The crowd isn't just offering new dollars for peacebuilding -- it's also generating new ideas for peacebuilding tools. Most recently, the U.S. Agency for International Development partnered with Humanity United to announce The Tech Challenge for Atrocity Prevention. Prize money was awarded for the best ideas to address problems ranging from documenting the evidence of atrocities to alerting vulnerable populations. And it was another crowdsourced venture -- the $5 million Knight Foundation's News Challenge -- that produced "Activist-in-a-Box," which not only allows a phone to be used as a data-entry tool (for instance, used to gather election- or violence-monitoring data) but also provides a secure platform for pushing out vital information to citizens in harm's way.
Yet for all the potential good that this new technology can do in terms of empowering the crowd as peacebuilders, there are, predictably, reciprocal opportunities for malice. Much of the time, they involve governments applying the old tricks of surveillance and repression to new mediums.
Perhaps best known is China's 50 Cent Army, the group of pro-government bloggers who are paid to blog regime propaganda and disrupt social networks with misinformation. And in Tunisia, activists found their computers infected with "key-logging" software that can communicate what they are typing.
But the Syrian conflict, once again, may be the most instructive of the dangers we see at work in times of war. The Syrian Electronic Army (SEA) was recruited to hack and infiltrate activist's websites and social networks, which they have done with success, in addition to attacking critics of the regime abroad. Last October, a 21-year-old activist named Hadeel Kouki, told a panel at the U.S. Institute of Peace a chilling story of how her Facebook group was infiltrated by an undercover member of the regime. When they agreed to meet at a particular place, the police were there too. Hadeel was put in jail for nearly three months.

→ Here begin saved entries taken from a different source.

//! Concurrent type-to-descriptor registry.
//!
//! # Concurrency
//!
//! - **Reads:** shared lock; readers never block each other.
//! - **Writes:** exclusive lock held only for the membership check and insert.
//!   Descriptors are built, and eagerly optimized, before the lock is taken.
//! - **Optimization:** never runs under the lock and never blocks a caller
//!   for background mode; it is handed to the [`OptimizeScheduler`].
//!
//! # Invariants
//!
//! - At most one descriptor per host type. The first registration wins and
//!   later calls return it unchanged, ignoring their mode.
//! - Append-only: descriptors are never replaced or removed.
//! - Resolution never creates descriptors.

mod resolve;

use std::sync::Arc;

use parking_lot::RwLock;
use rustc_hash::FxHashMap as HashMap;
use rustc_hash::FxHashSet as HashSet;

pub use self::resolve::SearchDepth;
use crate::access_mode::{AccessMode, DefaultModeCell};
use crate::builtins::SeededType;
use crate::config::InteropConfig;
use crate::declared::compiled_declarations;
use crate::descriptor::{Descriptor, SurfaceFactory, empty_surface};
use crate::error::{InteropError, Result};
use crate::host_type::{HostObject, HostType};
use crate::scheduler::{OptimizeScheduler, WorkerScheduler};
use crate::value::UserData;

/// Registry mapping host types to their descriptors.
///
/// Thread-safe; share it by reference or through `Arc<Registry>`.
pub struct Registry {
	types: RwLock<HashMap<HostType, Arc<Descriptor>>>,
	declarations: RwLock<HashMap<String, AccessMode>>,
	default_mode: DefaultModeCell,
	surfaces: Arc<dyn SurfaceFactory>,
	scheduler: Arc<dyn OptimizeScheduler>,
}

impl Default for Registry {
	fn default() -> Self {
		Self::new()
	}
}

impl Registry {
	/// Creates an empty registry with empty member surfaces and worker scheduling.
	pub fn new() -> Self {
		Self {
			types: RwLock::new(HashMap::default()),
			declarations: RwLock::new(HashMap::default()),
			default_mode: DefaultModeCell::new(),
			surfaces: Arc::new(empty_surface),
			scheduler: Arc::new(WorkerScheduler),
		}
	}

	/// Creates a registry seeded with every `inventory`-submitted type.
	pub fn with_builtins() -> Self {
		let registry = Self::new();
		registry.seed();
		registry
	}

	/// Replaces the factory that builds member surfaces for new descriptors.
	pub fn with_surfaces(mut self, surfaces: impl SurfaceFactory + 'static) -> Self {
		self.surfaces = Arc::new(surfaces);
		self
	}

	/// Replaces the scheduler used for background optimization.
	pub fn with_scheduler(mut self, scheduler: impl OptimizeScheduler + 'static) -> Self {
		self.scheduler = Arc::new(scheduler);
		self
	}

	/// Registers every type submitted through [`seed_type!`](crate::seed_type).
	pub fn seed(&self) {
		for seed in inventory::iter::<SeededType> {
			if let Err(err) = self.register(seed.host_type, seed.mode) {
				tracing::warn!(host_type = seed.host_type.name(), error = %err, "userdata.seed_failed");
			}
		}
	}

	/// Registers `host_type`, returning its descriptor.
	///
	/// A type that is already present keeps its descriptor and original mode;
	/// `mode` is then ignored. With [`AccessMode::Default`] the effective mode
	/// is the type's declared mode, else the registry default.
	///
	/// # Errors
	///
	/// [`InteropError::ConflictingDeclarations`] when `mode` is
	/// [`AccessMode::Default`] and the type has more than one declared mode.
	pub fn register(&self, host_type: HostType, mode: AccessMode) -> Result<Arc<Descriptor>> {
		if let Some(existing) = self.lookup_exact(host_type) {
			tracing::trace!(host_type = host_type.name(), "userdata.register.existing");
			return Ok(existing);
		}

		let mode = self.effective_mode(host_type, mode)?;
		let descriptor = Arc::new(Descriptor::new(host_type, mode, self.surfaces.build(host_type, mode)));
		if mode == AccessMode::Eager {
			if let Err(err) = descriptor.optimize() {
				tracing::warn!(host_type = host_type.name(), error = %err, "userdata.optimize.eager_failed");
			}
		}

		{
			let mut types = self.types.write();
			if let Some(existing) = types.get(&host_type) {
				return Ok(Arc::clone(existing));
			}
			types.insert(host_type, Arc::clone(&descriptor));
		}

		tracing::debug!(host_type = host_type.name(), mode = mode.as_str(), "userdata.register");
		if mode == AccessMode::BackgroundPrecomputed {
			self.scheduler.schedule(Arc::clone(&descriptor));
		}
		Ok(descriptor)
	}

	fn effective_mode(&self, host_type: HostType, mode: AccessMode) -> Result<AccessMode> {
		if mode.is_concrete() {
			return Ok(mode);
		}

		let mut declared: Vec<AccessMode> = compiled_declarations(host_type).collect();
		declared.extend(self.declarations.read().get(host_type.name()).copied());
		match declared.as_slice() {
			[mode] if mode.is_concrete() => Ok(*mode),
			[] | [_] => Ok(self.default_mode.get()),
			_ => Err(InteropError::ConflictingDeclarations {
				type_name: host_type.name(),
				count: declared.len(),
			}),
		}
	}

	/// Records a declared default mode for `host_type`, replacing an earlier
	/// runtime declaration. Affects only later registrations.
	pub fn declare_access_mode(&self, host_type: HostType, mode: AccessMode) {
		self.declare_by_name(host_type.name(), mode);
	}

	fn declare_by_name(&self, type_name: &str, mode: AccessMode) {
		self.declarations.write().insert(type_name.to_owned(), mode);
	}

	/// Returns the mode used for registrations without an explicit or declared mode.
	pub fn default_access_mode(&self) -> AccessMode {
		self.default_mode.get()
	}

	/// Sets the registry default. Existing descriptors are unaffected.
	///
	/// # Errors
	///
	/// [`InteropError::InvalidDefaultMode`] for [`AccessMode::Default`].
	pub fn set_default_access_mode(&self, mode: AccessMode) -> Result<()> {
		self.default_mode.set(mode)
	}

	/// Applies a default mode and name-keyed declarations from configuration.
	pub fn apply_config(&self, config: &InteropConfig) -> Result<()> {
		if let Some(mode) = config.default_access_mode {
			self.set_default_access_mode(mode)?;
		}
		for (type_name, &mode) in &config.declared {
			self.declare_by_name(type_name, mode);
		}
		tracing::info!(
			default_mode = %self.default_access_mode(),
			declared = config.declared.len(),
			"userdata.config_applied"
		);
		Ok(())
	}

	/// Direct lookup without any fallback.
	pub fn lookup_exact(&self, host_type: HostType) -> Option<Arc<Descriptor>> {
		self.types.read().get(&host_type).cloned()
	}

	pub fn contains(&self, host_type: HostType) -> bool {
		self.types.read().contains_key(&host_type)
	}

	/// Finds the most specific descriptor for `host_type`.
	pub fn resolve(&self, host_type: HostType, depth: SearchDepth) -> Option<Arc<Descriptor>> {
		let found = resolve::resolve(&self.types.read(), host_type, depth);
		tracing::trace!(host_type = host_type.name(), ?depth, hit = found.is_some(), "userdata.resolve");
		found
	}

	/// Wraps `object` for scripts, resolving through its ancestors and interfaces.
	///
	/// Returns `None` when nothing applicable is registered.
	pub fn create_instance_value(&self, object: Arc<dyn HostObject>) -> Option<UserData> {
		let descriptor = self.resolve(object.host_type(), SearchDepth::Deep)?;
		Some(UserData::instance(descriptor, object))
	}

	/// Binds the type itself for static member access. Exact registration only.
	pub fn create_static_value(&self, host_type: HostType) -> Option<UserData> {
		let descriptor = self.resolve(host_type, SearchDepth::Shallow)?;
		Some(UserData::static_type(descriptor))
	}

	pub fn len(&self) -> usize {
		self.types.read().len()
	}

	pub fn is_empty(&self) -> bool {
		self.len() == 0
	}

	/// Returns the registered types, unordered.
	pub fn registered_types(&self) -> HashSet<HostType> {
		self.types.read().keys().copied().collect()
	}
}

impl std::fmt::Debug for Registry {
	fn fmt(&self, f: &mut std::fmt::Formatter<'_>) -> std::fmt::Result {
		f.debug_struct("Registry")
			.field("len", &self.len())
			.field("default_mode", &self.default_access_mode())
			.finish_non_exhaustive()
	}
}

Despite the dangers involved, the technology-enabled crowd is only growing, and it's fed by the recent, massive spike in cell-phone ownership. Phones have become so cheap and so pervasive that even people living in abject poverty and war situations have them. In Afghanistan, for example, ranked 175 out of 182 countries in the U.N.'s 2013 Human Development Report with an illiteracy rate of about 70 percent, a 2012 survey showed that the number of people with access to mobile phones had gone up from 1.7 million in 2006 to over 17 million in 2012 -- a penetration of around 63 percent. In the field, we often hear stories about people feeding their cell phones before they feed their stomachs, and with over 6 billion in circulation world-wide, phones have actually become more numerous than toothbrushes.
Cell phones have also been changing to meet the new, subversive tasks they're being used for. New phones are being adapted with a "panic button" to allow activists to delete contacts and information that could land their peers in jail, or worse. Circumvention technologies like TOR, which reroutes internet connections through a web of users to obscure users' identities, have been developed to enable anonymity online. Secure text message services are being developed to protect both communications and databases, while others are rolling out mesh network devices that let the crowd continue to communicate, even after a regime has shut down the Internet, as we've seen happen in both Egypt and Iran.
The big question for these "peacetech" solutions is whether they truly can enable the crowd to stay one step ahead of its detractors. (On Dec. 2, Aymta.com was down, with no explanation for its disappearance.) Yet already, they have given the people a nimble set of tools that have fundamentally changed how we can see peace and conflict. If the past decade is any prelude for the next one, then we have every reason to believe these technologically enabled networks -- these crowds -- will only play an ever greater role in conflict management and peacebuilding.